Class VariationalAutoencoder<T>
- Namespace
- AiDotNet.NeuralNetworks
- Assembly
- AiDotNet.dll
Represents a Variational Autoencoder (VAE) neural network architecture, which is used for generating new data similar to the training data and learning compressed representations.
public class VariationalAutoencoder<T> : NeuralNetworkBase<T>, INeuralNetworkModel<T>, INeuralNetwork<T>, IFullModel<T, Tensor<T>, Tensor<T>>, IModel<Tensor<T>, Tensor<T>, ModelMetadata<T>>, IModelSerializer, ICheckpointableModel, IParameterizable<T, Tensor<T>, Tensor<T>>, IFeatureAware, IFeatureImportance<T>, ICloneable<IFullModel<T, Tensor<T>, Tensor<T>>>, IGradientComputable<T, Tensor<T>, Tensor<T>>, IJitCompilable<T>, IInterpretableModel<T>, IInputGradientComputable<T>, IDisposable, IAuxiliaryLossLayer<T>, IDiagnosticsProvider
Type Parameters
TThe data type used for calculations (typically float or double).
- Inheritance
-
VariationalAutoencoder<T>
- Implements
- Inherited Members
- Extension Methods
Remarks
A Variational Autoencoder is a type of generative model that learns to encode input data into a probabilistic latent space and then decode samples from that space back into the original data space. Unlike standard autoencoders, VAEs ensure the latent space has good properties for generating new samples by learning a distribution rather than a fixed encoding.

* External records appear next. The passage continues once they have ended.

/// The template table, indexed by `TemplateId as usize`.
pub static TEMPLATES: [Template; 11] = [
    Template {
        id: TemplateId::QuickstartCurl,
        title: "Make Your First Request",
        format: SampleFormat::Shell,
        body: r#"curl {{base_url}}/proxy/v1/chat/completions \
  -H "Authorization: Bearer YOUR_API_KEY" \
  -H "Content-Type: application/json" \
  -d '{
    "model": "{{chat_model}}",
    "messages": [
      {"role": "user", "content": "Hello!"}
    ]
  }'"#,
    },
    Template {
        id: TemplateId::ChatCurl,
        title: "Example Request",
        format: SampleFormat::Shell,
        body: r#"curl {{base_url}}/proxy/v1/chat/completions \
  -H "Authorization: Bearer YOUR_API_KEY" \
  -H "Content-Type: application/json" \
  -d '{
    "model": "{{chat_model}}",
    "messages": [
      {
        "role": "system",
        "content": "You are a helpful assistant."
      },
      {
        "role": "user",
        "content": "What is the capital of France?"
      }
    ],
    "temperature": 0.7
  }'"#,
    },
    Template {
        id: TemplateId::ChatCurlStreaming,
        title: "Streaming",
        format: SampleFormat::Shell,
        body: r#"curl {{base_url}}/proxy/v1/chat/completions \
  -H "Authorization: Bearer YOUR_API_KEY" \
  -H "Content-Type: application/json" \
  -d '{
    "model": "{{chat_model}}",
    "messages": [{"role": "user", "content": "Hello!"}],
    "stream": true
  }'"#,
    },
    Template {
        id: TemplateId::ChatResponse,
        title: "Example Response",
        format: SampleFormat::Json,
        body: r#"{
  "id": "chatcmpl-123",
  "object": "chat.completion",
  "created": 1677652288,
  "model": "{{chat_model}}",
  "choices": [
    {
      "index": 0,
      "message": {
        "role": "assistant",
        "content": "The capital of France is Paris."
      },
      "finish_reason": "stop"
    }
  ],
  "usage": {
    "prompt_tokens": 20,
    "completion_tokens": 10,
    "total_tokens": 30
  }
}"#,
    },
    Template {
        id: TemplateId::EmbeddingsCurl,
        title: "Example Request",
        format: SampleFormat::Shell,
        body: r#"curl {{base_url}}/proxy/v1/embeddings \
  -H "Authorization: Bearer YOUR_API_KEY" \
  -H "Content-Type: application/json" \
  -d '{
    "model": "{{embedding_model}}",
    "input": "The quick brown fox jumps over the lazy dog"
  }'"#,
    },
    Template {
        id: TemplateId::EmbeddingsResponse,
        title: "Example Response",
        format: SampleFormat::Json,
        body: r#"{
  "object": "list",
  "data": [
    {
      "object": "embedding",
      "index": 0,
      "embedding": [0.023, -0.015, 0.042, ...]
    }
  ],
  "model": "{{embedding_model}}",
  "usage": {
    "prompt_tokens": 10,
    "total_tokens": 10
  }
}"#,
    },
    Template {
        id: TemplateId::ModelsCurl,
        title: "Example Request",
        format: SampleFormat::Shell,
        body: r#"curl {{base_url}}/proxy/v1/models \
  -H "Authorization: Bearer YOUR_API_KEY" \
  -H "Content-Type: application/json""#,
    },
    Template {
        id: TemplateId::ModelsResponse,
        title: "Example Response",
        format: SampleFormat::Json,
        body: r#"{
  "object": "list",
  "data": [
    {
      "id": "{{chat_model}}",
      "object": "model",
      "created": 1686935002,
      "owned_by": "organization-owner"
    }
  ]
}"#,
    },
    Template {
        id: TemplateId::PythonSdk,
        title: "Python (OpenAI SDK)",
        format: SampleFormat::Python,
        body: r#"from openai import OpenAI

client = OpenAI(
    api_key="YOUR_API_KEY",
    base_url="{{base_url}}/proxy/v1"
)

response = client.chat.completions.create(
    model="{{chat_model}}",
    messages=[
        {"role": "user", "content": "Hello!"}
    ]
)

print(response.choices[0].message.content)"#,
    },
    Template {
        id: TemplateId::PythonSdkStreaming,
        title: "Streaming with Python",
        format: SampleFormat::Python,
        body: r#"from openai import OpenAI

client = OpenAI(
    api_key="YOUR_API_KEY",
    base_url="{{base_url}}/proxy/v1"
)

stream = client.chat.completions.create(
    model="{{chat_model}}",
    messages=[{"role": "user", "content": "Tell me a story"}],
    stream=True
)

for chunk in stream:
    if chunk.choices[0].delta.content:
        print(chunk.choices[0].delta.content, end="")"#,
    },
    Template {
        id: TemplateId::JsSdk,
        title: "JavaScript/TypeScript (OpenAI SDK)",
        format: SampleFormat::JavaScript,
        body: r#"import OpenAI from 'openai';

const client = new OpenAI({
  apiKey: 'YOUR_API_KEY',
  baseURL: '{{base_url}}/proxy/v1',
});

const response = await client.chat.completions.create({
  model: '{{chat_model}}',
  messages: [
    { role: 'user', content: 'Hello!' }
  ],
});

console.log(response.choices[0].message.content);"#,
    },
];

/// A piece of a template body.
#[derive(Debug, Clone, Copy, PartialEq, Eq)]
enum Segment<'a> {
    Literal(&'a str),
    Slot(Slot),
}

/// Split a template body into literal text and substitution points.
///
/// An unrecognized `{{name}}` is kept as literal text.
fn segments(body: &str) -> Vec<Segment<'_>> {
    let mut out = Vec::new();
    let mut rest = body;

    while let Some(start) = rest.find("{{") {
        let after = &rest[start + 2..];
        let Some(end) = after.find("}}") else {
            break;
        };

        match Slot::from_name(&after[..end]) {
            Some(slot) => {
                if start > 0 {
                    out.push(Segment::Literal(&rest[..start]));
                }
                out.push(Segment::Slot(slot));
            }
            None => {
                tracing::error!(placeholder = %&after[..end], "Unknown template placeholder");
                out.push(Segment::Literal(&rest[..start + 2 + end + 2]));
            }
        }
        rest = &after[end + 2..];
    }

    if !rest.is_empty() {
        out.push(Segment::Literal(rest));
    }
    out
}

/// Characters inserted verbatim everywhere.
fn is_safe_char(c: char) -> bool {
    c.is_ascii_alphanumeric() || matches!(c, '.' | '_' | '-' | ':' | '/' | '@' | '+')
}

/// Body of a JSON string literal, without the surrounding quotes.
fn json_string_body(value: &str) -> String {
    let quoted = serde_json::to_string(value).unwrap_or_default();
    quoted
        .strip_prefix('"')
        .and_then(|s| s.strip_suffix('"'))
        .unwrap_or_default()
        .to_string()
}

/// Close the surrounding single quote, emit an escaped quote, reopen.
fn escape_single_quoted_shell(value: &str) -> String {
    value.replace('\'', r"'\''")
}

/// Escape `value` for the position of `slot` within a sample of `format`.
pub fn escape(format: SampleFormat, slot: Slot, value: &str) -> String {
    if value.chars().all(is_safe_char) {
        return value.to_string();
    }

    match (format, slot) {
        (SampleFormat::Shell, Slot::BaseUrl) => {
            format!("'{}'", escape_single_quoted_shell(value))
        }
        (SampleFormat::Shell, _) => escape_single_quoted_shell(&json_string_body(value)),
        (SampleFormat::Json, _) | (SampleFormat::Python, _) => json_string_body(value),
        (SampleFormat::JavaScript, _) => json_string_body(value).replace('\'', r"\'"),
    }
}

/// Render one sample.
pub fn render(id: TemplateId, context: &ExampleContext) -> String {
    let template = id.template();
    let mut out = String::with_capacity(template.body.len() + 64);

    for segment in segments(template.body) {
        match segment {
            Segment::Literal(text) => out.push_str(text),
            Segment::Slot(slot) => {
                out.push_str(&escape(template.format, slot, context.value(slot)))
            }
        }
    }
    out
}

/// Substitution values recovered from a rendered sample.
#[derive(Debug, Clone, Default, PartialEq, Eq)]
pub struct Extracted {
    pub base_url: Option<String>,
    pub chat_model: Option<String>,
    pub embedding_model: Option<String>,
}

impl Extracted {
    fn set(&mut self, slot: Slot, value: &str) -> bool {
        let field = match slot {
            Slot::BaseUrl => &mut self.base_url,
            Slot::ChatModel => &mut self.chat_model,
            Slot::EmbeddingModel => &mut self.embedding_model,
        };
        match field {
            Some(existing) => existing == value,
            None => {
                *field = Some(value.to_string());
                true
            }
        }
    }
}

/// Recover the substituted values from text rendered from template `id`.
///
/// Returns `None` when the text does not match the template or a slot that
/// appears twice was filled with different values.
pub fn extract(id: TemplateId, rendered: &str) -> Option<Extracted> {
    let segments = segments(id.template().body);
    let mut extracted = Extracted::default();
    let mut rest = rendered;

    for (i, segment) in segments.iter().enumerate() {
        match segment {
            Segment::Literal(text) => {
                rest = rest.strip_prefix(*text)?;
            }
            Segment::Slot(slot) => {
                let value = match segments.get(i + 1) {
                    Some(Segment::Literal(next)) => &rest[..rest.find(*next)?],
                    Some(Segment::Slot(_)) => return None,
                    None => rest,
                };
                if !extracted.set(*slot, value) {
                    return None;
                }
                rest = &rest[value.len()..];
            }
        }
    }

    rest.is_empty().then_some(extracted)
}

VAEs consist of: - An encoder network that maps input data to a probability distribution in latent space - A sampling mechanism that draws samples from this distribution - A decoder network that maps samples from latent space back to the original data space
For Beginners: A Variational Autoencoder is like a creative compression system.
Imagine you have a folder full of photos of cats:
- The encoder is like a person who studies all these photos and learns to describe any cat using just a few key attributes (like fur color, ear shape, size)
- These few attributes are the "latent space" - a much smaller representation of the data
- The special thing about a VAE is that instead of exact values, it describes each attribute as a range of possible values (a probability distribution)
- The decoder is like an artist who can take these attribute descriptions and draw a new cat based on them
This ability to work with probability distributions means:
- You can generate new, never-before-seen cats by sampling from these distributions
- The generated cats will look realistic because they follow the patterns learned from real cats
- You can smoothly transition between different types of cats by moving through the latent space
VAEs are used for image generation, data compression, anomaly detection, and other creative applications.
Constructors
VariationalAutoencoder(NeuralNetworkArchitecture<T>, int, IGradientBasedOptimizer<T, Tensor<T>, Tensor<T>>?, ILossFunction<T>?, double)
Initializes a new instance of the VariationalAutoencoder<T> class with the specified architecture, latent space size, and optional optimizer and loss function.
public VariationalAutoencoder(NeuralNetworkArchitecture<T> architecture, int latentSize, IGradientBasedOptimizer<T, Tensor<T>, Tensor<T>>? optimizer = null, ILossFunction<T>? lossFunction = null, double maxGradNorm = 1)
Parameters
architectureNeuralNetworkArchitecture<T>The neural network architecture that defines the overall structure.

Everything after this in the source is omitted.